Task brief » Nothing but a number is wanted: the count of lines in the records below that include "GlobalConfig".

Stored data entries »
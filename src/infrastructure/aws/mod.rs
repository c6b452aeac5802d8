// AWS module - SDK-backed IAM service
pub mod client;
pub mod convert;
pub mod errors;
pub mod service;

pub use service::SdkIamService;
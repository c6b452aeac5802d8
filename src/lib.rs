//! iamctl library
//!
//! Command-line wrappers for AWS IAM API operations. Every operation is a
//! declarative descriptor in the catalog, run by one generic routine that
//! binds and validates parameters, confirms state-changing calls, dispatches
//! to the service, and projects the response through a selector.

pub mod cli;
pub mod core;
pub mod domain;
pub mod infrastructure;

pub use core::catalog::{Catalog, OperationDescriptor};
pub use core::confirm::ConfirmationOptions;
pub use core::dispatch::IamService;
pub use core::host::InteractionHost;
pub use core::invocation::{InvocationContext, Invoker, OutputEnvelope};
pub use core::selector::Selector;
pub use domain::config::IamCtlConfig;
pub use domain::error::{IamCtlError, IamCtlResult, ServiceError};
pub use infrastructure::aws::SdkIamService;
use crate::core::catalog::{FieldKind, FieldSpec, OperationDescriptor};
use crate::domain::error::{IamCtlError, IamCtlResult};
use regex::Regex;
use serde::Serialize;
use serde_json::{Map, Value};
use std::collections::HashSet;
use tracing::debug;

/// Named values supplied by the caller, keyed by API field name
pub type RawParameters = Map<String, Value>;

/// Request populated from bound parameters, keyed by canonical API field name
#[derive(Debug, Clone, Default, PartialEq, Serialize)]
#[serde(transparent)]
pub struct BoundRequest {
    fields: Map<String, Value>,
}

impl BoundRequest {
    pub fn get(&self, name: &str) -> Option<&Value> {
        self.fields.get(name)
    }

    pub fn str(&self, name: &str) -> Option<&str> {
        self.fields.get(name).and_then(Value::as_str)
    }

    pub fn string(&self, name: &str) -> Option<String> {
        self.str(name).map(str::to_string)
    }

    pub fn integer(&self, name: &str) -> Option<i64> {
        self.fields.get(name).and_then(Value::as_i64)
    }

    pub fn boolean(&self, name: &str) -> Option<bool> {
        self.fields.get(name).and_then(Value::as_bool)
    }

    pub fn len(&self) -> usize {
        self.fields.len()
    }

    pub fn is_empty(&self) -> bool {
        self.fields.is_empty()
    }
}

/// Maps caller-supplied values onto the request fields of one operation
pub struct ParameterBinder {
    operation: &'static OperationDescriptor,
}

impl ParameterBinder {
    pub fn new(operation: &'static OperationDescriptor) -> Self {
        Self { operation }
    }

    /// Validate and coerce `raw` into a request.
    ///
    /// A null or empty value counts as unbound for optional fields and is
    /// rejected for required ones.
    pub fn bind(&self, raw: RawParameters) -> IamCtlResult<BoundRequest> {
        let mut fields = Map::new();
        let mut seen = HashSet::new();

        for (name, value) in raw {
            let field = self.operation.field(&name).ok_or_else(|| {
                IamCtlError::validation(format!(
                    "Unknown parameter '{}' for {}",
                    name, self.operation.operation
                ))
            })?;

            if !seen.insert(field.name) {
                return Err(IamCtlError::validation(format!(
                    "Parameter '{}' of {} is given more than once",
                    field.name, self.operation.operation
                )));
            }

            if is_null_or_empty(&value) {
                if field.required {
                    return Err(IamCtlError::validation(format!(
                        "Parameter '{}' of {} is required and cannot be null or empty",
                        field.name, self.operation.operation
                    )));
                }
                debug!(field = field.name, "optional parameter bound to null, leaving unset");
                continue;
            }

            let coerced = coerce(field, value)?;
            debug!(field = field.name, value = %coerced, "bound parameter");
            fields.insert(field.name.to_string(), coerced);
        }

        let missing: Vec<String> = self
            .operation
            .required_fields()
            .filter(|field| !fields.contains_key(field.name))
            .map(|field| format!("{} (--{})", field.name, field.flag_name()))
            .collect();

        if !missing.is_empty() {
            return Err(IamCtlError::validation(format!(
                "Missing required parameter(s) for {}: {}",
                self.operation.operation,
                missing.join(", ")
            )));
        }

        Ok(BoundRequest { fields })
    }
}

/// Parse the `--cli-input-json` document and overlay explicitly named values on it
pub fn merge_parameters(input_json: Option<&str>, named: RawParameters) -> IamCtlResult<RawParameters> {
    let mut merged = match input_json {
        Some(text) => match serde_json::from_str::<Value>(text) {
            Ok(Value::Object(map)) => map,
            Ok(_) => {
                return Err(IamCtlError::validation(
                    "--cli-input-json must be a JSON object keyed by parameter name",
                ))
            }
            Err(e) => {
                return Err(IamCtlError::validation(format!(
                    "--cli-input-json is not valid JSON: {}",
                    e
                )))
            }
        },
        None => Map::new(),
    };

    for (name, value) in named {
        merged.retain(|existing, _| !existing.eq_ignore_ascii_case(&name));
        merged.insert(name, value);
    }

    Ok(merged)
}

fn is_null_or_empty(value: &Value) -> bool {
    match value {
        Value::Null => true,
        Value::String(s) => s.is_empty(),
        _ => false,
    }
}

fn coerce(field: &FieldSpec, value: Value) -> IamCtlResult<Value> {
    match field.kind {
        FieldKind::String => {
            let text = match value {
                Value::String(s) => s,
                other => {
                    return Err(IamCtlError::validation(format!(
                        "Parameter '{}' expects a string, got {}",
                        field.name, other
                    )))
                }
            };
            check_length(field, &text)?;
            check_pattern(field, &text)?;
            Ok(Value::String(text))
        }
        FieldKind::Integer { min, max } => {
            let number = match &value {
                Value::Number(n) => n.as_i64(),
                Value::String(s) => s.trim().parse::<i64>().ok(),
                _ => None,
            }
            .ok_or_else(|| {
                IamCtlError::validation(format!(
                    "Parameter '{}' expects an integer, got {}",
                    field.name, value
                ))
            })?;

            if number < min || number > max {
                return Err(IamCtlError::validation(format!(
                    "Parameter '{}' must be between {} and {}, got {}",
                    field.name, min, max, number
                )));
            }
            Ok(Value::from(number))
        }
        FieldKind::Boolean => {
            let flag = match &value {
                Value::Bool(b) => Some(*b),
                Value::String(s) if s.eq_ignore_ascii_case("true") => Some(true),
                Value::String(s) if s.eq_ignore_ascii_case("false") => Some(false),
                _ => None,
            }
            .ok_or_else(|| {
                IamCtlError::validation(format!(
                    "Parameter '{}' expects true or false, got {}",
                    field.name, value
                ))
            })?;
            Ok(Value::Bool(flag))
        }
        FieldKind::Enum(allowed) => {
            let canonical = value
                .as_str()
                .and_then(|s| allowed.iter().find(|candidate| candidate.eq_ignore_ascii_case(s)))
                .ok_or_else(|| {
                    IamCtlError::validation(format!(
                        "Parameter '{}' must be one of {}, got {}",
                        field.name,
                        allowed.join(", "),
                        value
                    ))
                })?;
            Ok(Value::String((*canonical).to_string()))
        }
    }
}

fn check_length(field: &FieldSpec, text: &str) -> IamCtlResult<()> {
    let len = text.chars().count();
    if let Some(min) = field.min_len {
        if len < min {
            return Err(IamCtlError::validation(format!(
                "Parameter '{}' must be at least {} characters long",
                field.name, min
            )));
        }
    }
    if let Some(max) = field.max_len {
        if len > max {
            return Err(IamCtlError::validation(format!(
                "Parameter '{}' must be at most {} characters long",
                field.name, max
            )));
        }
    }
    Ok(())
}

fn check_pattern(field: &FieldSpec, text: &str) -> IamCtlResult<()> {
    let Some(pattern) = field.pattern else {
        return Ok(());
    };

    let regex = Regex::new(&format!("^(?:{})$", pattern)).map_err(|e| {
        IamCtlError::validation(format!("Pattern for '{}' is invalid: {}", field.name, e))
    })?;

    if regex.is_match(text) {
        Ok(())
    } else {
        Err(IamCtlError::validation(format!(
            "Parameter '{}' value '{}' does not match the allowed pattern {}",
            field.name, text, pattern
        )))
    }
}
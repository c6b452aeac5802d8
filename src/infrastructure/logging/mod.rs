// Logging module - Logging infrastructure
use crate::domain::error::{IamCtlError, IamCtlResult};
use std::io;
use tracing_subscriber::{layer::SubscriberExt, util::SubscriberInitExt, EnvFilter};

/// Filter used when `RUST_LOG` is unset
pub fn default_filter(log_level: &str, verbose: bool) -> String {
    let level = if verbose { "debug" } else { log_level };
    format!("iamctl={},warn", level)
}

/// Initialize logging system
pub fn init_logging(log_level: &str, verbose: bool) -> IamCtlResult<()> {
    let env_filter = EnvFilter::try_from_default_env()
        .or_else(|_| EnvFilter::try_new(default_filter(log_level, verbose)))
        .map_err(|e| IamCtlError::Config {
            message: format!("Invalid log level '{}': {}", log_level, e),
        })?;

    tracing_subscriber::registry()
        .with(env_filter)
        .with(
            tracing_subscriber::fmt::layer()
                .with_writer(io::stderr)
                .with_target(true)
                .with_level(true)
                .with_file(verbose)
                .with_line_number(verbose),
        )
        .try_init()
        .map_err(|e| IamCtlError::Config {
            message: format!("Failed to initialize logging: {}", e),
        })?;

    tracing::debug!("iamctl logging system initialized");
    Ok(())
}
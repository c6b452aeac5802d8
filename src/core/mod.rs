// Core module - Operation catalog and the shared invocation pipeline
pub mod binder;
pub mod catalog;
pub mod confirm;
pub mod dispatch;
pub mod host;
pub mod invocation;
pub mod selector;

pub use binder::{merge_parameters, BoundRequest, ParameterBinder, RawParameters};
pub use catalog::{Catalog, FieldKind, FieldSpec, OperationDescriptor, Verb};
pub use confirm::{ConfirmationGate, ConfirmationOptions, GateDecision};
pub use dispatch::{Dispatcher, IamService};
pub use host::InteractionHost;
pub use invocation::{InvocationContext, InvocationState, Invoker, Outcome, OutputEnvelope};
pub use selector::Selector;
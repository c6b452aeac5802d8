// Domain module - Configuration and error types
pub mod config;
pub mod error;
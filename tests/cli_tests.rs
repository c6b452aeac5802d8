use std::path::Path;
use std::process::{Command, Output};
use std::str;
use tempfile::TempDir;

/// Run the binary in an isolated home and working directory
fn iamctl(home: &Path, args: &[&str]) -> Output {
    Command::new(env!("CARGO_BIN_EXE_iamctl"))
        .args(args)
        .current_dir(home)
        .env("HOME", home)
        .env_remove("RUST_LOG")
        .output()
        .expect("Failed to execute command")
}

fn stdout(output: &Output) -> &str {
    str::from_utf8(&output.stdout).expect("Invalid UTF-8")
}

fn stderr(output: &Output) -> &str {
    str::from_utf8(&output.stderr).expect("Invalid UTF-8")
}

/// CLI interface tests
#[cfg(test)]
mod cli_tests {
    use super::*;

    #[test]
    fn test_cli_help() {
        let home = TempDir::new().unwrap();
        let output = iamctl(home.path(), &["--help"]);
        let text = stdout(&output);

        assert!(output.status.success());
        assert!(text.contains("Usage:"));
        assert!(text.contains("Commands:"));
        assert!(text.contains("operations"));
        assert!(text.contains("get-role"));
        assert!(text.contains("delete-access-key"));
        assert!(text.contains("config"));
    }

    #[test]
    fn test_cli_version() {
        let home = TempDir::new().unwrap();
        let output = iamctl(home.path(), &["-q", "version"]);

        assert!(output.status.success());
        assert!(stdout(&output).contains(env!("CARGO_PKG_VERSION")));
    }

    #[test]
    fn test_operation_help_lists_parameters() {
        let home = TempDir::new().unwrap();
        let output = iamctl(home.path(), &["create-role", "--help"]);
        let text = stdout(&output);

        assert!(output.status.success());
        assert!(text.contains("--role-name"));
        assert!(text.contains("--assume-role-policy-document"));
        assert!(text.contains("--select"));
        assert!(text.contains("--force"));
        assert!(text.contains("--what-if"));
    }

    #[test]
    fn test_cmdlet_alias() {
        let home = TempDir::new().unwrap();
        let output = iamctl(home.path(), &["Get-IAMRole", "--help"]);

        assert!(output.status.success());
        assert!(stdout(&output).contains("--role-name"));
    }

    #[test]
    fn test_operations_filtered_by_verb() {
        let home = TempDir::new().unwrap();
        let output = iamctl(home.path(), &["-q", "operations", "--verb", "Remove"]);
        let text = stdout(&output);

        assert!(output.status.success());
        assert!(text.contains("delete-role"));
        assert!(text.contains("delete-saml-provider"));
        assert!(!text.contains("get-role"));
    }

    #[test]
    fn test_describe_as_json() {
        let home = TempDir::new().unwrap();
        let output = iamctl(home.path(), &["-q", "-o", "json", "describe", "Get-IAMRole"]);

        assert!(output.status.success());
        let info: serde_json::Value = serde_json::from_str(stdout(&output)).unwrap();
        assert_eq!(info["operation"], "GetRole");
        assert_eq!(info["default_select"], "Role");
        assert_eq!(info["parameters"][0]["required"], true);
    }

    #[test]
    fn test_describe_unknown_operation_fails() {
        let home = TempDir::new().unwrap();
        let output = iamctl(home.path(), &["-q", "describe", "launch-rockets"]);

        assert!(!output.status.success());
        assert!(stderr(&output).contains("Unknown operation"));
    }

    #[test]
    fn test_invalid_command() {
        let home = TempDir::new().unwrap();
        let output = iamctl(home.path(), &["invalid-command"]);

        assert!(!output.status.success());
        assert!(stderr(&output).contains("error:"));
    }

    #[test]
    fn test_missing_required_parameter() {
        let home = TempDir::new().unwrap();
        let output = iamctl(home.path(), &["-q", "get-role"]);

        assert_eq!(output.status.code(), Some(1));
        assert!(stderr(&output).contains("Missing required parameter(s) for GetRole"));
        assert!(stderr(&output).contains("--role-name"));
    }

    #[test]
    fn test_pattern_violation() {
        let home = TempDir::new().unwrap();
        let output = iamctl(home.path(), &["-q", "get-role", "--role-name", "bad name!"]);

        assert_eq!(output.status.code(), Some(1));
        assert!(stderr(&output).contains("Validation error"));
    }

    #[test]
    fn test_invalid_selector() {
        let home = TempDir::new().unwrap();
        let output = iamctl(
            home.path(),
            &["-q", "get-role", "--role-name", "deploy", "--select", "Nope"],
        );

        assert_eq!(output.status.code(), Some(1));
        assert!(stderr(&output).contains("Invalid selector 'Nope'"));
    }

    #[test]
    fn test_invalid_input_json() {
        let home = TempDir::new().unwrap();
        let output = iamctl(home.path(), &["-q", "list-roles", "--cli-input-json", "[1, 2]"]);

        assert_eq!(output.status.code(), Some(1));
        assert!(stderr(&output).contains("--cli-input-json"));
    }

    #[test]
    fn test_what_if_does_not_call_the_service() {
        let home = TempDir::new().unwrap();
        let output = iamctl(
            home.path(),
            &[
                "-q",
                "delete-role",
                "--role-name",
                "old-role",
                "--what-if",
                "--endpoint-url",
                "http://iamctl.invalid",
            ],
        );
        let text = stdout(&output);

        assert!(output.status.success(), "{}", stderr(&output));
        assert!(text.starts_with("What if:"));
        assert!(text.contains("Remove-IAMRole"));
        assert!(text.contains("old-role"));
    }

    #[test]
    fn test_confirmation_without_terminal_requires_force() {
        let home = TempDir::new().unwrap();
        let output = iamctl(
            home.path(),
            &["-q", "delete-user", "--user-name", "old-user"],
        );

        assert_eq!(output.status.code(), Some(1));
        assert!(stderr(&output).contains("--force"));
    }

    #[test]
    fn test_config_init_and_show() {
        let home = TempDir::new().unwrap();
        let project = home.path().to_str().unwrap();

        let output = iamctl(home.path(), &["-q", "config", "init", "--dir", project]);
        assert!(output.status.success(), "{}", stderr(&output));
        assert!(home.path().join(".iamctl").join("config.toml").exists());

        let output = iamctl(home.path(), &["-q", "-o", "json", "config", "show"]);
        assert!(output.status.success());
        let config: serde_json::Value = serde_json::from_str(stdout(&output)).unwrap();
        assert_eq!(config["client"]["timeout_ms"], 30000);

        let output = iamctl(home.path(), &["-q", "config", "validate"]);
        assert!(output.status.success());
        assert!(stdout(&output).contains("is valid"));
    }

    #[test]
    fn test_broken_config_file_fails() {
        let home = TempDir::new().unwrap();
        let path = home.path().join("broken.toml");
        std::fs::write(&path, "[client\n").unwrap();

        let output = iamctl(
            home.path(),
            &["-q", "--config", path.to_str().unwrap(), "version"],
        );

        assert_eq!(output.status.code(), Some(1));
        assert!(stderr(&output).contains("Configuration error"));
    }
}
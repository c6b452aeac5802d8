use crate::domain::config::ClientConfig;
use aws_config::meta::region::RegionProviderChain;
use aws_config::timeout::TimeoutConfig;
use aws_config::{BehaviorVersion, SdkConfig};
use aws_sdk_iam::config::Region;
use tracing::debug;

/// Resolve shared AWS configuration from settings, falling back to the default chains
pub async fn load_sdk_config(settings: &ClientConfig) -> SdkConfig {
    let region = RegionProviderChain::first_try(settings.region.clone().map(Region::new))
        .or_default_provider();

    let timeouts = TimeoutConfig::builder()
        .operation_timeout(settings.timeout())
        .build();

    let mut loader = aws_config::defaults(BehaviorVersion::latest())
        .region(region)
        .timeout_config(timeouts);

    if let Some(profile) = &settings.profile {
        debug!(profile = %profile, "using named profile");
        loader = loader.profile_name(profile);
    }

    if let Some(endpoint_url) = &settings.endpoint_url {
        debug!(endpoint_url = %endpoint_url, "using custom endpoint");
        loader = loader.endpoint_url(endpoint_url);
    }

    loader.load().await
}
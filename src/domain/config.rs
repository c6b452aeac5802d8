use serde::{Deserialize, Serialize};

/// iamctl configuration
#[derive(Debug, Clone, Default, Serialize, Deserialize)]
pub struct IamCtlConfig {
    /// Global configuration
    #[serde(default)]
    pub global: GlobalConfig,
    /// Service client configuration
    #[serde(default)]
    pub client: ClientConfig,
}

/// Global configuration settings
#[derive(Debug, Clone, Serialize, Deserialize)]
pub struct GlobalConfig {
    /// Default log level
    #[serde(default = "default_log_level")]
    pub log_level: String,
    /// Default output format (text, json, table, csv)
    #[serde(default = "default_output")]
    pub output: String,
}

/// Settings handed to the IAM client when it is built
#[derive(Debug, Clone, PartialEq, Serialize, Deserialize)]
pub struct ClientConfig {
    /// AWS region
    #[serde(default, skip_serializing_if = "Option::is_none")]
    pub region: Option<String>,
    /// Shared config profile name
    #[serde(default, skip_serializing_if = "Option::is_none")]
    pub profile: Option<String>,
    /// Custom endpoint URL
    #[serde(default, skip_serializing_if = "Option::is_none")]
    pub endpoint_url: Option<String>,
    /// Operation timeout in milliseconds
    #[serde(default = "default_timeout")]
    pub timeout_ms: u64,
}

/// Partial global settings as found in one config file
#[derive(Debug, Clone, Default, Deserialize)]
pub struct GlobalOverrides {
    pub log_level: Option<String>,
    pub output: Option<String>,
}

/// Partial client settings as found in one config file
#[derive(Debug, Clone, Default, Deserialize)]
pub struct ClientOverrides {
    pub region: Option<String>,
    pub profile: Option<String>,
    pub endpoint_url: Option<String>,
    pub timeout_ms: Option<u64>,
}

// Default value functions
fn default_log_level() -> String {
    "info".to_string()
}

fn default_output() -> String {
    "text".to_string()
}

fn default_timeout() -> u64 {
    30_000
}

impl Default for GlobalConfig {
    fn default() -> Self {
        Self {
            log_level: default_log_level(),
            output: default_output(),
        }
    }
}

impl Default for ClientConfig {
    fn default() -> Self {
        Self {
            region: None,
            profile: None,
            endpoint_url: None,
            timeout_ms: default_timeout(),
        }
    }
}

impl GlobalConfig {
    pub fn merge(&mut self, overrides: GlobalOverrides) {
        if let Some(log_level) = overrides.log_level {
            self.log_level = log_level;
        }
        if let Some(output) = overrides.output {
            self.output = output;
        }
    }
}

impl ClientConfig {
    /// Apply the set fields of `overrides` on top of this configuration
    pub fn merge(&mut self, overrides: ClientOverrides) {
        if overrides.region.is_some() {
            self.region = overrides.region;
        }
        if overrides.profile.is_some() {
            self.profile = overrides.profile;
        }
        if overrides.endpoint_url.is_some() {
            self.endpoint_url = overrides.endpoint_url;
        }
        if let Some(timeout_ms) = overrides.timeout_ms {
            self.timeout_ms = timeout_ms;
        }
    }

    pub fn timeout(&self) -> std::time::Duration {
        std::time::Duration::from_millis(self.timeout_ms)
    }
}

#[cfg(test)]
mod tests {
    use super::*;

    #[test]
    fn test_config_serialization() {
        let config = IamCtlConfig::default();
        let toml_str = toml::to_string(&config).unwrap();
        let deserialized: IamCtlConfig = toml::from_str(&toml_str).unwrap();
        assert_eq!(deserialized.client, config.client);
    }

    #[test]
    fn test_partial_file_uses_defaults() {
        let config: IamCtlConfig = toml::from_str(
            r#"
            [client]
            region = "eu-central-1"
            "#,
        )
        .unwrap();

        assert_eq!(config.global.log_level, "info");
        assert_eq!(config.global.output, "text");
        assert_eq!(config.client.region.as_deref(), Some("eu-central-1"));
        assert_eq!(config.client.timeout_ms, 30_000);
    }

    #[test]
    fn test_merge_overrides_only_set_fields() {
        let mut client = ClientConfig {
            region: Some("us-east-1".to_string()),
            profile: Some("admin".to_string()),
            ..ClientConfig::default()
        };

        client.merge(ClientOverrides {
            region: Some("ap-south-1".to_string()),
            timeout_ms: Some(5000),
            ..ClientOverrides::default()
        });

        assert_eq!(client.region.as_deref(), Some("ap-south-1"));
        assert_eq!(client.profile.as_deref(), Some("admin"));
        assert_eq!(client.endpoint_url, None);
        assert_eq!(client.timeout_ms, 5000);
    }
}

Solution to this task » 4